Land of the Lizard People
January 29, 1934 - Today's front page of the Los Angeles Times described an engineer's account of a lost civilization of lizard people that once thrived beneath the City of Angels.
The title of the article read:
Lizard People's Catacomb City Hunted
Engineer Sinks Shaft Under Fort Moore Hill to Find Maze of Tunnels and Priceless Treasures of Legendary Inhabitants.
At the heart of the story was a geophysicist/mining engineer named G. Warren Shufelt. Apparently Shufelt detected the presence of a massive network of underground catacombs and treasure troves by using a "radio x-ray" that he had invented.
He then consulted with a Hopi medicine man named Little Chief Greenleaf who confirmed that a long lost group of reptilian humanoids had once thrived on the west coast. Supposedly this was happening somewhere around 5,000 years ago.
Unfortunately, the lizard people and their advanced cities had mostly been destroyed by a meteor or "tongue of fire" that swept across their land. The underground tunnels were an attempt to escape future disasters.
Armed with his research and radio x-ray data, Shufelt decided the next step was to drill an exploratory shaft into the ancient tunnel system. According to his map, the underground city was shaped like a lizard that stretched from present-day Dodger Stadium all the way to Central Library.

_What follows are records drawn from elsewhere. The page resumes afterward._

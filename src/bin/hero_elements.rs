use anyhow::Result;
use clap::Parser;
use hero_assets::LayerConfig;
use hero_assets::cli::{CommonArgs, init_logging, run_layer_tool};

/// Extract the hero artwork's elements as transparent PNGs plus a manifest.
#[derive(Parser, Debug)]
#[command(author, version, about)]
struct Args {
    #[command(flatten)]
    common: CommonArgs,

    /// Skip writing `hero_elements.json`
    #[arg(long)]
    no_manifest: bool,
}

fn main() -> Result<()> {
    let args = Args::parse();
    init_logging(&args.common.log_level);
    let manifest = (!args.no_manifest).then_some("hero_elements.json");
    run_layer_tool(&args.common, LayerConfig::default(), "hero_element", manifest)
}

Shufelt picked an abandoned lot on Fort Moore Hill and drilled a 250-foot shaft. Just as he started to break through into what may have been one of the treasure chambers, water began to pour into the shaft. The risk of a cave-in prevented further exploration and the hole was filled in.
Within a couple of years construction began on the Hollywood Freeway which now carves a path straight through the site. Shufelt's search may have ended there, but the legend of lizard people and mysterious tunnels under Los Angeles lives on.